Methods, techniques, or modes of inquiry
We used the novel Life Graph with Cards (LGCM) to co-construct developmental timelines with chronically houseless adults in a rural US state. This method invites participants to map key events using a card-based visual method. Participants reflect on patterns and meanings the visual representation makes possible. This process allows participants to externalize complex life histories in a safe and empowering format, facilitating narrative coherence and memory recall without requiring linear storytelling.

Data sources, evidence, objects, or materials
Our data includes 19 life graph interviews with adults currently or recently experiencing chronic houselessness. We used thematic analysis to explore not only what participants said but how they made meaning of risks, disconnection, and turning points across time. This reflexive approach allowed us to surface how life trajectories unfolded in context, and how systems of care, including schools, either showed up or failed.

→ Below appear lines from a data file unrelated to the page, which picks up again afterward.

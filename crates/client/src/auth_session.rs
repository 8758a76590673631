//! Bridges the session store into Dioxus.
//!
//! `AuthProvider` owns the store and mirrors its state into a signal through
//! a store listener, so any component reading the context re-renders on
//! login and logout.

use std::rc::Rc;

use aidswap_shared::{AuthResponse, SessionUser};
use dioxus::prelude::*;

use crate::api_client::ApiClient;
use crate::config::ClientConfig;
use crate::guard::NavState;
use crate::session::{Session, SessionSnapshot, SessionStore};

/// Authentication context provided to the app
#[derive(Clone)]
pub struct AuthContext {
    store: Rc<SessionStore>,
    /// `None` until the stored session has been read.
    state: Signal<Option<SessionSnapshot>>,
    config: Rc<ClientConfig>,
}

impl PartialEq for AuthContext {
    fn eq(&self, other: &Self) -> bool {
        Rc::ptr_eq(&self.store, &other.store) && self.state == other.state
    }
}

/// Provider component that sets up auth context
#[component]
pub fn AuthProvider(children: Element) -> Element {
    let store = use_hook(|| Rc::new(SessionStore::browser()));
    let config = use_hook(|| Rc::new(ClientConfig::from_env()));
    let mut state = use_signal(|| None::<SessionSnapshot>);

    let listener = use_hook({
        let store = Rc::clone(&store);
        move || {
            store.subscribe(move |snapshot| {
                let mut state = state;
                state.set(Some(snapshot.clone()));
            })
        }
    });

    use_drop({
        let store = Rc::clone(&store);
        move || {
            store.unsubscribe(listener);
        }
    });

    // Read the persisted session once mounted
    use_effect({
        let store = Rc::clone(&store);
        move || {
            let snapshot = store.snapshot();
            crate::log_debug!(
                "Restored session (authenticated: {})",
                snapshot.session().is_some()
            );
            state.set(Some(snapshot));
        }
    });

    use_context_provider(|| AuthContext {
        store,
        state,
        config,
    });

    children
}

impl AuthContext {
    /// Create an API client configured for the current session
    pub fn client(&self) -> ApiClient {
        ApiClient::new()
            .with_base_url(self.config.api_base_url.clone())
            .with_token(self.store.get_token())
    }

    pub fn nav_state(&self) -> NavState {
        match self.state.read().as_ref() {
            Some(snapshot) => NavState::from_snapshot(snapshot),
            None => NavState::Unknown,
        }
    }

    /// Check if user is authenticated
    pub fn is_authenticated(&self) -> bool {
        self.nav_state() == NavState::Authenticated
    }

    pub fn session(&self) -> Option<Session> {
        self.state.read().as_ref().and_then(SessionSnapshot::session)
    }

    pub fn user(&self) -> Option<SessionUser> {
        self.session().map(|s| s.user)
    }

    /// Get the current user ID
    pub fn user_id(&self) -> Option<i64> {
        self.state.read().as_ref().and_then(SessionSnapshot::user_id)
    }

    /// Persist a login/register response. Listeners (and this context's
    /// signal) update before this returns.
    pub fn login(&self, response: &AuthResponse) {
        crate::log_info!("Signed in as {}", response.user.username);
        self.store.set_auth_data(response);
    }

    /// Logout and clear session
    pub fn logout(&self) {
        crate::log_info!("Signed out");
        self.store.logout();
    }
}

Results and/or substantiated conclusions or warrants for arguments/point of view
Findings reveal that adverse experiences in one system often triggered cascading risks in multiple systems, illustrating that institutional responses can compound vulnerability. Typically treated as discrete or individualized, thee experience reveal systemic blind spots. For many participants, schools functioned not as buffers but as gateways into deeper system involvement. Participants’ trajectories illustrate that housing instability in adulthood rarely results from a single disruption, but through the cumulative risks ignored or dismissed. This forgetting is not accidental; it reflects structural designs that overlook what happens to marginalized children who bounce from one system to another. The findings point to the urgent need for us to remember differently, holding institutions accountable over time.

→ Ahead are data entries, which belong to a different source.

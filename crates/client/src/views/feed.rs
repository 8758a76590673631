//! Post feed with type/category/area filters.

use std::collections::HashSet;

use aidswap_shared::{Area, Category, PostFilters, PostType};
use dioxus::prelude::*;

use crate::auth_session::AuthContext;
use crate::components::ui::{Button, ButtonVariant, ErrorBanner, Loading, SelectInput};
use crate::components::PostCard;

pub(crate) fn type_options(all: Option<&str>) -> Vec<(String, String)> {
    with_all(all, PostType::ALL.iter().map(|t| (t.as_str(), t.label())))
}

pub(crate) fn category_options(all: Option<&str>) -> Vec<(String, String)> {
    with_all(all, Category::ALL.iter().map(|c| (c.as_str(), c.label())))
}

pub(crate) fn area_options(all: Option<&str>) -> Vec<(String, String)> {
    with_all(all, Area::ALL.iter().map(|a| (a.as_str(), a.as_str())))
}

fn with_all<'a>(
    all: Option<&str>,
    options: impl Iterator<Item = (&'a str, &'a str)>,
) -> Vec<(String, String)> {
    all.map(|label| (String::new(), label.to_string()))
        .into_iter()
        .chain(options.map(|(v, l)| (v.to_string(), l.to_string())))
        .collect()
}

#[component]
pub fn Feed() -> Element {
    let auth = use_context::<AuthContext>();
    let mut filters = use_signal(PostFilters::default);
    // Posts matched from this page since the last fetch
    let mut matched_here = use_signal(HashSet::<i64>::new);

    let feed = use_resource(move || {
        let auth = auth.clone();
        let filters = filters();
        async move {
            let client = auth.client();
            let (posts, matches) =
                futures_util::join!(client.list_posts(&filters), client.my_matches());
            let matched: HashSet<i64> = match matches {
                Ok(matches) => matches.into_iter().map(|m| m.post_id).collect(),
                Err(e) => {
                    crate::log_warn!("Could not load my matches: {}", e);
                    HashSet::new()
                }
            };
            posts.map(|posts| (posts, matched))
        }
    });

    let current = filters.read().clone();

    rsx! {
        div {
            h1 { class: "mb-4 text-2xl font-bold text-gray-900", "Available posts" }

            div { class: "mb-6 grid grid-cols-1 gap-3 rounded-lg border border-gray-200 bg-white p-4 sm:grid-cols-2 lg:grid-cols-4",
                SelectInput {
                    value: current.post_type.map(|t| t.as_str().to_string()).unwrap_or_default(),
                    options: type_options(Some("All types")),
                    onchange: move |e: FormEvent| filters.write().post_type = PostType::parse(&e.value()),
                }
                SelectInput {
                    value: current.category.map(|c| c.as_str().to_string()).unwrap_or_default(),
                    options: category_options(Some("All categories")),
                    onchange: move |e: FormEvent| filters.write().category = Category::parse(&e.value()),
                }
                SelectInput {
                    value: current.area.map(|a| a.as_str().to_string()).unwrap_or_default(),
                    options: area_options(Some("All areas")),
                    onchange: move |e: FormEvent| filters.write().area = Area::parse(&e.value()),
                }
                Button {
                    variant: Some(ButtonVariant::Secondary),
                    disabled: Some(current.is_empty()),
                    onclick: move |_| filters.set(PostFilters::default()),
                    "Clear filters"
                }
            }

            match feed.read().as_ref() {
                None => rsx! { Loading {} },
                Some(Err(e)) => rsx! { ErrorBanner { message: e.message.clone() } },
                Some(Ok((posts, _))) if posts.is_empty() => rsx! {
                    div { class: "py-16 text-center",
                        h3 { class: "mb-2 text-lg font-semibold text-gray-900", "No posts right now" }
                        p { class: "text-sm text-gray-500", "Try other filters or come back later." }
                    }
                },
                Some(Ok((posts, matched))) => rsx! {
                    div { class: "grid grid-cols-1 gap-4 sm:grid-cols-2 lg:grid-cols-3",
                        for post in posts.iter() {
                            PostCard {
                                key: "{post.id}",
                                post: post.clone(),
                                matched: matched.contains(&post.id) || matched_here.read().contains(&post.id),
                                on_matched: move |post_id| {
                                    matched_here.write().insert(post_id);
                                },
                            }
                        }
                    }
                },
            }
        }
    }
}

Scientific or scholarly significance of the study or work
This study contributes theoretically and methodologically to educational research. It pushes us to consider institutions shaping life trajectories, highlighting how systems’ capacity to track and respond to developmental adversities influences long-term outcomes. It demonstrates the use of LGCM to access complex life-course data that is difficult to elicit through traditional interviews, particularly with highly traumatized people. The study offers insight for educators and policymakers holistic, upstream interventions for those at risk of developmental adversities. By surfacing patterns of systemic amnesia, the paper invites a reorientation of public systems from crisis response to developmental accountability.